#### RECORDS TO USE ####
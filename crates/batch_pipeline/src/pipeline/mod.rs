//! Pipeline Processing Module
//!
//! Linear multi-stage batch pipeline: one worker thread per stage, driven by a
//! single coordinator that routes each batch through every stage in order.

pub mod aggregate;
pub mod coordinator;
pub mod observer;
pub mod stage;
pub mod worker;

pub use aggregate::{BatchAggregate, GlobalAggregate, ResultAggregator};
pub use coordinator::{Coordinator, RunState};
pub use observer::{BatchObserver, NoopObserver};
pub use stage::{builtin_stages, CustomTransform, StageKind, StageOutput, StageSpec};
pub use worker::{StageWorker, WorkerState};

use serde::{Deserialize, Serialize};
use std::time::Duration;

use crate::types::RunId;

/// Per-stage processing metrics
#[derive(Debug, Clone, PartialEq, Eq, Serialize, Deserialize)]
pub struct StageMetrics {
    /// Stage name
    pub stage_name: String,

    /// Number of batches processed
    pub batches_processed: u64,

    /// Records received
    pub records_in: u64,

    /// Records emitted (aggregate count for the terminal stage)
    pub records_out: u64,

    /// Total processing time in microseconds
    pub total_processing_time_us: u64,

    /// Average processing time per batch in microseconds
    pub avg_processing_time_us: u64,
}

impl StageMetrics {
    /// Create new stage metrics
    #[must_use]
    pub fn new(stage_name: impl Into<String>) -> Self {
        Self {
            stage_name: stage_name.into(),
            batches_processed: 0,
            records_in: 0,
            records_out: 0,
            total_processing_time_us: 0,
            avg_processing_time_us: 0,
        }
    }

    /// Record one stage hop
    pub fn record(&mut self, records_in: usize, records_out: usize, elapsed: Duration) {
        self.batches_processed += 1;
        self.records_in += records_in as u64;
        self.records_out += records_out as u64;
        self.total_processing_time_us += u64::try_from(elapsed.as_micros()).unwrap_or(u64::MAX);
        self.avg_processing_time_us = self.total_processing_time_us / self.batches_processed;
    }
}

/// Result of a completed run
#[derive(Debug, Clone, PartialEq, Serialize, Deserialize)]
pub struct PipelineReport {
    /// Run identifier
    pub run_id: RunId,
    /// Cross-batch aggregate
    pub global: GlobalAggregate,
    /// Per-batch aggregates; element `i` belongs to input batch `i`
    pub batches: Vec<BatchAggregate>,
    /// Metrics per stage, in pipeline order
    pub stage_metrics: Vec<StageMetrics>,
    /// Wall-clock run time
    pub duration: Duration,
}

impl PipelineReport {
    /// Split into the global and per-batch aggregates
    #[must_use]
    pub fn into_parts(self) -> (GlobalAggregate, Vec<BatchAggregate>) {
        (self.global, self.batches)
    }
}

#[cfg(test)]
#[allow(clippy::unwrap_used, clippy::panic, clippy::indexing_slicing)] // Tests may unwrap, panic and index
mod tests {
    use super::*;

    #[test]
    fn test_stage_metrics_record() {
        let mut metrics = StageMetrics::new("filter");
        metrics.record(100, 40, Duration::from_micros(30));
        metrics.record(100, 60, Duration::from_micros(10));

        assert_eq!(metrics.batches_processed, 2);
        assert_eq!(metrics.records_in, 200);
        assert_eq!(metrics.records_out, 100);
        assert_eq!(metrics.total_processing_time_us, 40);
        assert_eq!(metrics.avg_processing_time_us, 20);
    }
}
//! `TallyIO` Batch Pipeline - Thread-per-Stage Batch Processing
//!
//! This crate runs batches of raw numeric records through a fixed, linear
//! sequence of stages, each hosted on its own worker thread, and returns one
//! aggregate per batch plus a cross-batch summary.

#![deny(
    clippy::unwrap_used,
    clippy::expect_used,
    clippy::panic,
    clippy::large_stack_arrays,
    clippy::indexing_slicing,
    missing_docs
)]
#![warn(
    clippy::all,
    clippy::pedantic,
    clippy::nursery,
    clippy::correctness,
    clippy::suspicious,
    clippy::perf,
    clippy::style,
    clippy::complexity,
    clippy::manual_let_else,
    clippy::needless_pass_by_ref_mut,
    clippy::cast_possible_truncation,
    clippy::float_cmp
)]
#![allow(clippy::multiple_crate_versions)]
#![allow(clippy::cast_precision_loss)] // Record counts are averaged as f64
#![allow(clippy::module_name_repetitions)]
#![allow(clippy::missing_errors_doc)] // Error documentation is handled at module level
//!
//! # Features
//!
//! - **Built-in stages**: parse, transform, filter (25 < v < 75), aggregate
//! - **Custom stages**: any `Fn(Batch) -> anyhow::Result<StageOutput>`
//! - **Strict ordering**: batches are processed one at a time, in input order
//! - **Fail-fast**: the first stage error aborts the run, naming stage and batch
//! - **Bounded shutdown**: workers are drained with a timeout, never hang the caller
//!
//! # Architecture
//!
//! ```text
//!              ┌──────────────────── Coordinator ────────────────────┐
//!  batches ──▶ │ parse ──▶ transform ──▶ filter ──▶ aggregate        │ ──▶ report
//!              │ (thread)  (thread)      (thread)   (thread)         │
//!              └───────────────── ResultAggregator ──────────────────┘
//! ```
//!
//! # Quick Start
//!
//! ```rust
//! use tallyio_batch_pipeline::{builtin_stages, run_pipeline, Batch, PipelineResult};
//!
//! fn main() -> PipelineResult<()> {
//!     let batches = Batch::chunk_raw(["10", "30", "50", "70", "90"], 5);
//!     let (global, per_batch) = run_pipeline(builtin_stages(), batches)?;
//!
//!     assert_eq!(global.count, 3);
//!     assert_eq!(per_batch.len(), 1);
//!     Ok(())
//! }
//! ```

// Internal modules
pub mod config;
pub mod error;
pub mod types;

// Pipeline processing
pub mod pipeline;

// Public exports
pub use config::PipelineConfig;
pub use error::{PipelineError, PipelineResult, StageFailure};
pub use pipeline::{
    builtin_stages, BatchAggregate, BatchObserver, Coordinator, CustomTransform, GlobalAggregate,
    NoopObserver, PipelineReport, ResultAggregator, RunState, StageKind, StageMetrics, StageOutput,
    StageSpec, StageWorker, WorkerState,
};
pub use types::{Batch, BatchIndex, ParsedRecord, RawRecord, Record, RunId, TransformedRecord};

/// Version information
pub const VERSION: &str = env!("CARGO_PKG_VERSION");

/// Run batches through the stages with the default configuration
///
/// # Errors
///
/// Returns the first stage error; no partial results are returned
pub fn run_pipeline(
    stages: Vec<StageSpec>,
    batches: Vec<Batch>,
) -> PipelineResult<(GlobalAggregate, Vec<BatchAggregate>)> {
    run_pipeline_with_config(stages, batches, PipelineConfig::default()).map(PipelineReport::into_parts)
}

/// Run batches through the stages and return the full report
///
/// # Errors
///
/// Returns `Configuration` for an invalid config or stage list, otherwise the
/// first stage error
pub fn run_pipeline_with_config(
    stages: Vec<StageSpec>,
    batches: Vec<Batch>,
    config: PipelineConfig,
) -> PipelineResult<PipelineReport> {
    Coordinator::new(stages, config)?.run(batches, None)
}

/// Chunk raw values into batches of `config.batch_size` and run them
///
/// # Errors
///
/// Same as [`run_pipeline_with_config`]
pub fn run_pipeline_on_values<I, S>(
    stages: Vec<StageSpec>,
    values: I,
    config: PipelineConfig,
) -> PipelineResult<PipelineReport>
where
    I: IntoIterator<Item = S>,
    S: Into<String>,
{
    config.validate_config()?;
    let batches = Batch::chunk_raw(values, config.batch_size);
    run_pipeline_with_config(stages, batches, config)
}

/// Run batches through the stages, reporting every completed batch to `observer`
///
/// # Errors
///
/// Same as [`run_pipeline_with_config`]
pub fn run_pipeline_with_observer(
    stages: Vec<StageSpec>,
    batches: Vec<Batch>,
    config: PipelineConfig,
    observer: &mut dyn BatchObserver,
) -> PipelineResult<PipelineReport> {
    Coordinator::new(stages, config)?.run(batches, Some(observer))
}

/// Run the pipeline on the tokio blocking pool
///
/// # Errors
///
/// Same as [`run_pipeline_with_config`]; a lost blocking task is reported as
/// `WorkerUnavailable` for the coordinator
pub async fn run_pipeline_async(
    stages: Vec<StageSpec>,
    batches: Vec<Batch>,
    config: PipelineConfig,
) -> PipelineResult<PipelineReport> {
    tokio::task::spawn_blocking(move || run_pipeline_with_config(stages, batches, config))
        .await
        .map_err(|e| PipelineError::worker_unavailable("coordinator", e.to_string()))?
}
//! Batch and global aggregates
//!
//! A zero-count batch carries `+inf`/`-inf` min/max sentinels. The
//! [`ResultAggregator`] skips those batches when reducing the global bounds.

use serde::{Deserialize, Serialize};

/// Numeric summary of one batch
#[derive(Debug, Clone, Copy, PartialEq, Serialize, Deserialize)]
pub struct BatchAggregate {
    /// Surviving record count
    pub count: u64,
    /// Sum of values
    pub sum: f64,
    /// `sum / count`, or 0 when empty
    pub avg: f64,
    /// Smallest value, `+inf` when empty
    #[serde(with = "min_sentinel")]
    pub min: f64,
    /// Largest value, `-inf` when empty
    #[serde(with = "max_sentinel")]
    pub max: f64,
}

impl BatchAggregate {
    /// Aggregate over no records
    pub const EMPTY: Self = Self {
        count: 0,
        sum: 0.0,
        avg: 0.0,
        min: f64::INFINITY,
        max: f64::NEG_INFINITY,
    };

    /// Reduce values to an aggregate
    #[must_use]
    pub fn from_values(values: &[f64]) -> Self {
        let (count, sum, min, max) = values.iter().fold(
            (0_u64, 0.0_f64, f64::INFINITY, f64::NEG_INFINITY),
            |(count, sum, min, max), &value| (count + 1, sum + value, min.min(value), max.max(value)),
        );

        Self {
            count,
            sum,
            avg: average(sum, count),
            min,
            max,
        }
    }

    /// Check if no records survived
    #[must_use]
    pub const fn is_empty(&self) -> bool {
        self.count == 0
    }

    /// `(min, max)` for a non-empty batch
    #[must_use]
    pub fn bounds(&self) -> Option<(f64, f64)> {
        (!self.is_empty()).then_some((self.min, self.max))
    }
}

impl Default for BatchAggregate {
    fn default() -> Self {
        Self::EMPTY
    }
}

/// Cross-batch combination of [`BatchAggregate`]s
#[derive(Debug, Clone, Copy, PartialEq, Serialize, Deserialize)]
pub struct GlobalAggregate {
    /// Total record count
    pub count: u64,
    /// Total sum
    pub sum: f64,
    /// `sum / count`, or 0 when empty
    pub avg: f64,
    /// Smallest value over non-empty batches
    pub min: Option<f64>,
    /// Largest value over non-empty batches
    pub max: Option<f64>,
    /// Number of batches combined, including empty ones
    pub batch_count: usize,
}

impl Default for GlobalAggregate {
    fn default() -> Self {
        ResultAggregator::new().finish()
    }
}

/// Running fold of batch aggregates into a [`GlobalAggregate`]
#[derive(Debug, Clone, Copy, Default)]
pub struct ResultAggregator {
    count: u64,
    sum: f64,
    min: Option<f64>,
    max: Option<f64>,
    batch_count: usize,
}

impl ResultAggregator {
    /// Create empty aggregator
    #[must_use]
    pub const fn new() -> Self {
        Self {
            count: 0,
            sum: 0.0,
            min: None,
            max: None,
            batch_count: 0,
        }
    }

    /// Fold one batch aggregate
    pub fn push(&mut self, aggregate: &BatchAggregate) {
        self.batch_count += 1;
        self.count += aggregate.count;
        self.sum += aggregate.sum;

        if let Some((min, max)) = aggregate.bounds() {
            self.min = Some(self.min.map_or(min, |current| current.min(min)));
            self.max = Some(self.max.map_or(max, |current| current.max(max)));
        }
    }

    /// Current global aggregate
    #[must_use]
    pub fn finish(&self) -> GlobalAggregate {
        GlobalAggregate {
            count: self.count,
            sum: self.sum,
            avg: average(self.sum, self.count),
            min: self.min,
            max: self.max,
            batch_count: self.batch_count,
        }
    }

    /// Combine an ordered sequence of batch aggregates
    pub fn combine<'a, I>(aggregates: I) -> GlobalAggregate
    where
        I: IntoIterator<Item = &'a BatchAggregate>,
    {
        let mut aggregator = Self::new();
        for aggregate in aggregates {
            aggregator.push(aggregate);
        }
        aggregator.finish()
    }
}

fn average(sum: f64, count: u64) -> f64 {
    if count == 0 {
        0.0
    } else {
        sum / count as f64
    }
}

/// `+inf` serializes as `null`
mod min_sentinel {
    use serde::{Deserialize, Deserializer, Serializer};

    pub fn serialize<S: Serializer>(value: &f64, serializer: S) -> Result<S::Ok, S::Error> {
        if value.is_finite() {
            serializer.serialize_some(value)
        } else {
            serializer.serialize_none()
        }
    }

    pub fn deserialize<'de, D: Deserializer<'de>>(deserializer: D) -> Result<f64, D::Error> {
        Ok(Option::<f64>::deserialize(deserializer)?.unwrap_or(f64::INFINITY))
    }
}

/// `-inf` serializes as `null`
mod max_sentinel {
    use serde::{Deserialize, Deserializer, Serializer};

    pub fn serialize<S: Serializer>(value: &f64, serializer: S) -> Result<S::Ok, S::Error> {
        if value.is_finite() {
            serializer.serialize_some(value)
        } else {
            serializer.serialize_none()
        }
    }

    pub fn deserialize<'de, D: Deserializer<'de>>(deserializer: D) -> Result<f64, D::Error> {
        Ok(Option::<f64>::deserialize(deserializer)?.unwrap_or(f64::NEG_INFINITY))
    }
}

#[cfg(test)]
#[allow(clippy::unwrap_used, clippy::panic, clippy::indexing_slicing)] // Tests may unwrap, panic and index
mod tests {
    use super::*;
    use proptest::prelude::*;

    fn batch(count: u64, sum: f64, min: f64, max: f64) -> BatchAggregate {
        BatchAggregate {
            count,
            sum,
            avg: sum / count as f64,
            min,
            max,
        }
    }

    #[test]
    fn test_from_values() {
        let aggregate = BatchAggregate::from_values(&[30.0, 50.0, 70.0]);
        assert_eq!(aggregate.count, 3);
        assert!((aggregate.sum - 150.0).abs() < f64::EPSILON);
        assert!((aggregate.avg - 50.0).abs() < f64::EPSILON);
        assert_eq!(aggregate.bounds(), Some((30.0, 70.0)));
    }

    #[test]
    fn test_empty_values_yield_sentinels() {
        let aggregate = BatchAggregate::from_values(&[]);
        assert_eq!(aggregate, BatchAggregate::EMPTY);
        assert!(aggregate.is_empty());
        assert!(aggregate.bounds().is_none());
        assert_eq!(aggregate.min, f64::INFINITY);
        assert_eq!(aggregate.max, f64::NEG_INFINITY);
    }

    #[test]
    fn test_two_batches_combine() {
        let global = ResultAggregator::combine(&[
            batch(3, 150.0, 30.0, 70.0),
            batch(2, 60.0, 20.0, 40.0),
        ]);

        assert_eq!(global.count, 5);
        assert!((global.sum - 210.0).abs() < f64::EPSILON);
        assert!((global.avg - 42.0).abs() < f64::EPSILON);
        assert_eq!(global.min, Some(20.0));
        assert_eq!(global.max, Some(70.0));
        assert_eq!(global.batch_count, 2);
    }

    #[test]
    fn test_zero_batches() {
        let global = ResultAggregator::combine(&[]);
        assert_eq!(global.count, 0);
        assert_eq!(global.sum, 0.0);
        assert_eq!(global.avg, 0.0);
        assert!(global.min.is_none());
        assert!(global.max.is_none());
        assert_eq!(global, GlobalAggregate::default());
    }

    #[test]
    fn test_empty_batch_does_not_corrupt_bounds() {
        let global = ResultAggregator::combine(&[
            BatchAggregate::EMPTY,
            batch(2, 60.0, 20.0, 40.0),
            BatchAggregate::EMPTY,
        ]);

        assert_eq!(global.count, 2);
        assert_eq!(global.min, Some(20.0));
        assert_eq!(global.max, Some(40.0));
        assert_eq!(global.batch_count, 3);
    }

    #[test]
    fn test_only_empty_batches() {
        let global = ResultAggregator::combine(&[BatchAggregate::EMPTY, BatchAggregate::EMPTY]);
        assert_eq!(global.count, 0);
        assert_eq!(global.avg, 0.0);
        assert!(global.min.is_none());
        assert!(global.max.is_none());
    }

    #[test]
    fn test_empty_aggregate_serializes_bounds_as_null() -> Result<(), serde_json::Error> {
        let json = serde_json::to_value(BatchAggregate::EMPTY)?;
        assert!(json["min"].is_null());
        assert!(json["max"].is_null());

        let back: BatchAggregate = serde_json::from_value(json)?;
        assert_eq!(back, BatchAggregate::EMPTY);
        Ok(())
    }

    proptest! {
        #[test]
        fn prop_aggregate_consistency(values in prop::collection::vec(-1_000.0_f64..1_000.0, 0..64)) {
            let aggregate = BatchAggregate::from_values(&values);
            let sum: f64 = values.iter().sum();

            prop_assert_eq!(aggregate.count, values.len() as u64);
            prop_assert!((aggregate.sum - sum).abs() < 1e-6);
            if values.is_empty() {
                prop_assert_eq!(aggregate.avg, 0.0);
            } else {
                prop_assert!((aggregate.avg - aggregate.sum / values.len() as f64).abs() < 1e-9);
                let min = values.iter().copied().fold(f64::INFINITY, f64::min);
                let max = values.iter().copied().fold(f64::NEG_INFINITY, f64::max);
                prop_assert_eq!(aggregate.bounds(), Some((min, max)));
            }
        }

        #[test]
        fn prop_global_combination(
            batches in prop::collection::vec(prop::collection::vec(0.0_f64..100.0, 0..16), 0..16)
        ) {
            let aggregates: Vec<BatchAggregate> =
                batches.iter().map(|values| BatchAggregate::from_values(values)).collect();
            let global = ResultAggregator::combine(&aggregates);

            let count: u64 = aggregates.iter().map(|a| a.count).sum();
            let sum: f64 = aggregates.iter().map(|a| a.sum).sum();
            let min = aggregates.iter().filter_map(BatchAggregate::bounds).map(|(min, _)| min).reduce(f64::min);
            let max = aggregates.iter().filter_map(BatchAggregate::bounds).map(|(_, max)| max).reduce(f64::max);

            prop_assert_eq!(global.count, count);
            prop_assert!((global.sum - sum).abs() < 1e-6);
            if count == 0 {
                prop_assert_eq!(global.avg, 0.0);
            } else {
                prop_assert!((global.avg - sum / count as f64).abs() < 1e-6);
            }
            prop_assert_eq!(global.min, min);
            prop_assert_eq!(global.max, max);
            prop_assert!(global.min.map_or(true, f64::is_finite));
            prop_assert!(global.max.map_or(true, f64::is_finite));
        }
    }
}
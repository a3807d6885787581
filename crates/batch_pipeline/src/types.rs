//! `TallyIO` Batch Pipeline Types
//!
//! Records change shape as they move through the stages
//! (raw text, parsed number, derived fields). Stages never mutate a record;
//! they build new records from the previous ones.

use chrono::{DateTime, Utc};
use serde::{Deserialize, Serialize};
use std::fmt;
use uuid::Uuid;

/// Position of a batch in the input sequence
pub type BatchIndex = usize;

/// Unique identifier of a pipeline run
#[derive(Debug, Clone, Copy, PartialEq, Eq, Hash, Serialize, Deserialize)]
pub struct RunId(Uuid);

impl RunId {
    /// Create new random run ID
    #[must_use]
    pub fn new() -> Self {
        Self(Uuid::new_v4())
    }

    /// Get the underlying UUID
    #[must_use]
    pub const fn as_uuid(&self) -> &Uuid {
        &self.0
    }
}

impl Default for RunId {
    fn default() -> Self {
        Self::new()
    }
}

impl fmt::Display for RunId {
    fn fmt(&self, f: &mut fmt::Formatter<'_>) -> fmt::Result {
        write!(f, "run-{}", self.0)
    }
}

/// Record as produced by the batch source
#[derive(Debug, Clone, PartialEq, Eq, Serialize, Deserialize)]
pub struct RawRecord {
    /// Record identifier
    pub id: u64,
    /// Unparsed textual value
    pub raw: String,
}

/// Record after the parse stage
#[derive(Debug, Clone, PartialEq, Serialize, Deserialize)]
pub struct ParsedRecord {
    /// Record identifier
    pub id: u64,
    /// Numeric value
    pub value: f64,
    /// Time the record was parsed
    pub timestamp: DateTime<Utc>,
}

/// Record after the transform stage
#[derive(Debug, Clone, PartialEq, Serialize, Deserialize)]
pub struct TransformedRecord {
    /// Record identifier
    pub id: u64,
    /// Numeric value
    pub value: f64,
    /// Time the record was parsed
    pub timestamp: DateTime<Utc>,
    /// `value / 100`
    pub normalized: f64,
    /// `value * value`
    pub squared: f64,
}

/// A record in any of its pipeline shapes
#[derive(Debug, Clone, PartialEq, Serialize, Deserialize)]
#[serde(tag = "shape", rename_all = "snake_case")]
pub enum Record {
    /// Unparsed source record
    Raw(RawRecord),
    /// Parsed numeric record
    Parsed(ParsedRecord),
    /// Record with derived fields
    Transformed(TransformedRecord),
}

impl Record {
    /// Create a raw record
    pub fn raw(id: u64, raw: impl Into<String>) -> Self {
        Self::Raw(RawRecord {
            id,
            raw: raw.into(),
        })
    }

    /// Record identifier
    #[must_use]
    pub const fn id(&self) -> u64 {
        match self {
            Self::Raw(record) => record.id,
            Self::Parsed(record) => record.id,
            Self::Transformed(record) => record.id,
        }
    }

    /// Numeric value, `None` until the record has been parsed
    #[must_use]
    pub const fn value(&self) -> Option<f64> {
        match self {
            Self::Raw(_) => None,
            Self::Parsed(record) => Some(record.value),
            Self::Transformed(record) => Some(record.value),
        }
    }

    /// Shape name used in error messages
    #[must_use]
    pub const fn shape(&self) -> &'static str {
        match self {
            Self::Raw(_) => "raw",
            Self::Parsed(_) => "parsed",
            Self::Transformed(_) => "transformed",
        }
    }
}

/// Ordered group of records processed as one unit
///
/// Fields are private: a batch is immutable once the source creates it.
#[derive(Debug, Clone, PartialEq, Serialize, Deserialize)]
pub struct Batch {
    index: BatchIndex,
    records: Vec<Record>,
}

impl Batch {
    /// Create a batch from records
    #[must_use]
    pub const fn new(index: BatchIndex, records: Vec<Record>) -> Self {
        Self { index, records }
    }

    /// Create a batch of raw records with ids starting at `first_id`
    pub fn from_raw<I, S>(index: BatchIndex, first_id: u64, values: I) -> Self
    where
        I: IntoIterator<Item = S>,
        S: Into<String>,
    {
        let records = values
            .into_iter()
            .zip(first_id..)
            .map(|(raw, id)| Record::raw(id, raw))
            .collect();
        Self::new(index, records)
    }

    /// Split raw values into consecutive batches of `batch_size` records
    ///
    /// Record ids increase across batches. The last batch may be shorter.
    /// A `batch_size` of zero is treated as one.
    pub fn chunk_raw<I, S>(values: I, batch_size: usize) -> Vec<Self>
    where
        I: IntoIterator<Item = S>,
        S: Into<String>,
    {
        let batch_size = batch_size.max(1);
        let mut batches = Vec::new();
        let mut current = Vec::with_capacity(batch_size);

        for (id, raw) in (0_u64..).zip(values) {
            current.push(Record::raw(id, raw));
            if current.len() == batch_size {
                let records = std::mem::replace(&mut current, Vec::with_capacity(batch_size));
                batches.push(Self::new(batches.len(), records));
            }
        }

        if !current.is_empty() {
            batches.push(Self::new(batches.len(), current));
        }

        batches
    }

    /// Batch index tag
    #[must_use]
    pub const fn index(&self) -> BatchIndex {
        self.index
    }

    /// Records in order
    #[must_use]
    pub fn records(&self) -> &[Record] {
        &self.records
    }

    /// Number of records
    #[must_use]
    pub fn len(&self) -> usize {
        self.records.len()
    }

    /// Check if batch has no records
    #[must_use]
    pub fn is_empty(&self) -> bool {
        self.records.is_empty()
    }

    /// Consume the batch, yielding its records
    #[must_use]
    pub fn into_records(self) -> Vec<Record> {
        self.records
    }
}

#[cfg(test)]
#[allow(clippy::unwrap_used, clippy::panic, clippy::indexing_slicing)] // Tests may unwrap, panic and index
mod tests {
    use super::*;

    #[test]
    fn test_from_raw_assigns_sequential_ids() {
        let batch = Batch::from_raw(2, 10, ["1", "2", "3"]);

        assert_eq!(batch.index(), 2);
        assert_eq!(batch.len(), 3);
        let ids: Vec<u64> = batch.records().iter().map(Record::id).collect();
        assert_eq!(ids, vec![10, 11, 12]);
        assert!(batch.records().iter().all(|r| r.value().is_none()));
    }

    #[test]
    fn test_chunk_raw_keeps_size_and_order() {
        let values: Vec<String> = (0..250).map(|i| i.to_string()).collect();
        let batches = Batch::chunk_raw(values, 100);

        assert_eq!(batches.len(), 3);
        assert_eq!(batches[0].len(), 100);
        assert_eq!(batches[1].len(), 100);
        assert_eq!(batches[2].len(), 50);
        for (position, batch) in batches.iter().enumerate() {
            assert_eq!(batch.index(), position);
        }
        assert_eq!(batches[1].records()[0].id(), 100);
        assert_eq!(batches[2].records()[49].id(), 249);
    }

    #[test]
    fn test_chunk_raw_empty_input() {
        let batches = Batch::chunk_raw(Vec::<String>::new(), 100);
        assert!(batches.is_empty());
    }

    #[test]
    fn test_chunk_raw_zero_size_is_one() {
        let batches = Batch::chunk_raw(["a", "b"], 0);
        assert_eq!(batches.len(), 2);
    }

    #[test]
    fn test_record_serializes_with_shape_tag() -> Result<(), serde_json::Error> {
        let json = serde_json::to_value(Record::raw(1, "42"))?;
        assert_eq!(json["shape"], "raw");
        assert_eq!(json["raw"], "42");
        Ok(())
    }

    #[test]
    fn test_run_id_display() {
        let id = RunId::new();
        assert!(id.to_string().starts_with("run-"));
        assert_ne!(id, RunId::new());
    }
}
####
=== TASK DESCRIPTION ===
Only lines that hold the string "PipelineReport" belong in the answer, so copy every one of them from the records.

=== COMPLETED TASK ===
pub struct PipelineReport {
impl PipelineReport {
    NoopObserver, PipelineReport, ResultAggregator, RunState, StageKind, StageMetrics, StageOutput,
    run_pipeline_with_config(stages, batches, PipelineConfig::default()).map(PipelineReport::into_parts)
) -> PipelineResult<PipelineReport> {
) -> PipelineResult<PipelineReport>
) -> PipelineResult<PipelineReport> {
) -> PipelineResult<PipelineReport> {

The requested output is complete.